In [2]:
import torch
import torch.nn as nn
import torch.optim as optim
from torch.utils.data.dataset import random_split
from torch.utils.data import DataLoader, TensorDataset
import torch
import torch.nn.functional as F
from taker import Model
id = 1


Load the texts

In [3]:
# Load texts
id = 1
loaded_texts  = torch.load(f'generated_texts-{id}.pth')
prompts = [i[0] for i in loaded_texts]
completions = [i[1] for i in loaded_texts]
full_texts = [i[0] + i[1] for i in loaded_texts]

# prompt len is roughly 150 characters


Load the model

In [5]:
# Generate activations if there are none
m = Model("mistralai/Mistral-7B-v0.1", dtype="int4")
m.to("cuda")
m.do_activations["mlp_pre_out"] = False
m.do_activations["attn_pre_out"] = False


Loading checkpoint shards:   0%|          | 0/2 [00:00<?, ?it/s]

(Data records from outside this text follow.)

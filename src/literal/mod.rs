//! Copyright © 2025-2026 Wenze Wei. All Rights Reserved.
//!
//! This file is part of Zi.
//! The Zi project belongs to the Dunimd Team.
//!
//! Licensed under the Apache License, Version 2.0 (the "License");
//! You may not use this file except in compliance with the License.
//! You may obtain a copy of the License at
//!
//!     http://www.apache.org/licenses/LICENSE-2.0
//!
//! Unless required by applicable law or agreed to in writing, software
//! distributed under the License is distributed on an "AS IS" BASIS,
//! WITHOUT WARRANTIES OR CONDITIONS OF ANY KIND, either express or implied.
//! See the License for the specific language governing permissions and
//! limitations under the License.


//! # Literal Module
//!
//! Parsers for the literal sublanguages a recipe may contain. Each literal is
//! constructed once from its text, normalized to an integer value and kept
//! together with the original text:
//!
//! - [`ZiByteSize`]: `10KB`, `1.5m`, `2048` (binary prefixes, bytes as `i64`)
//! - [`ZiTimeDuration`]: `150ms`, `2.5 s`, `100` (nanoseconds as `i64`, a bare
//!   number is read as milliseconds)
//!
//! Both types are immutable and cheap to clone, so rows and tokens can carry
//! them around freely.

pub mod byte_size;
pub mod time_duration;

pub use byte_size::{ZiByteSize, ZiByteUnit};
pub use time_duration::{ZiTimeDuration, ZiTimeUnit};

use std::sync::OnceLock;

use regex::Regex;

use crate::errors::{Result, ZiError};

pub(crate) type ZiPatternCell = OnceLock<std::result::Result<Regex, String>>;

/// Compiles `pattern` once and hands out the cached regex afterwards.
pub(crate) fn cached_pattern(cell: &'static ZiPatternCell, pattern: &str) -> Result<&'static Regex> {
    cell.get_or_init(|| Regex::new(pattern).map_err(|err| err.to_string()))
        .as_ref()
        .map_err(|err| ZiError::internal(format!("invalid pattern '{pattern}': {err}")))
}

/// Scales `whole[.fraction]` by `multiplier`.
///
/// Integral values use checked integer arithmetic so large inputs stay exact;
/// fractional values go through `f64` and are truncated toward zero, so
/// `1.9999k` is 2047 bytes.
pub(crate) fn scale_to_i64(
    kind: &str,
    text: &str,
    whole: &str,
    fraction: Option<&str>,
    multiplier: i64,
) -> Result<i64> {
    let out_of_range = || {
        ZiError::invalid_literal(kind, text, "value does not fit in a 64-bit signed integer")
    };

    match fraction {
        None => {
            let value: i64 = whole.parse().map_err(|_| out_of_range())?;
            value.checked_mul(multiplier).ok_or_else(out_of_range)
        }
        Some(fraction) => {
            let number: f64 = format!("{whole}.{fraction}")
                .parse()
                .map_err(|_| ZiError::invalid_literal(kind, text, "malformed number"))?;
            let scaled = number * multiplier as f64;
            // i64::MAX is not representable in f64; the nearest value above it is.
            if !scaled.is_finite() || scaled >= i64::MAX as f64 {
                return Err(out_of_range());
            }
            Ok(scaled.trunc() as i64)
        }
    }
}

- Loaded mistralai/Mistral-7B-v0.1
 - Registered 32 Attention Layers


Get activations.
- Get the output of each MLP layer and save them
- Only save every "layers_to_skip"-th layer
- I.e: for layers_to_skip = 15, save layers 0, 15, and 30

In [None]:

file_name = f"/mnt/vol_b/text_activations-{id}.pth"

a = 0
layers_to_skip = 15

activations = []
# Open the file once and append data in each iteration
with torch.no_grad():
    for text in [i for i in full_texts[0:300]]:
        print(a)

        act = m.get_text_activations(text=text)
        atten_out = activation[1]
        ff_out = activation[2]

        # Take every 15th layer starting from the first one
        activations.append(ff_out[0::layers_to_skip, :, :].to("cpu"))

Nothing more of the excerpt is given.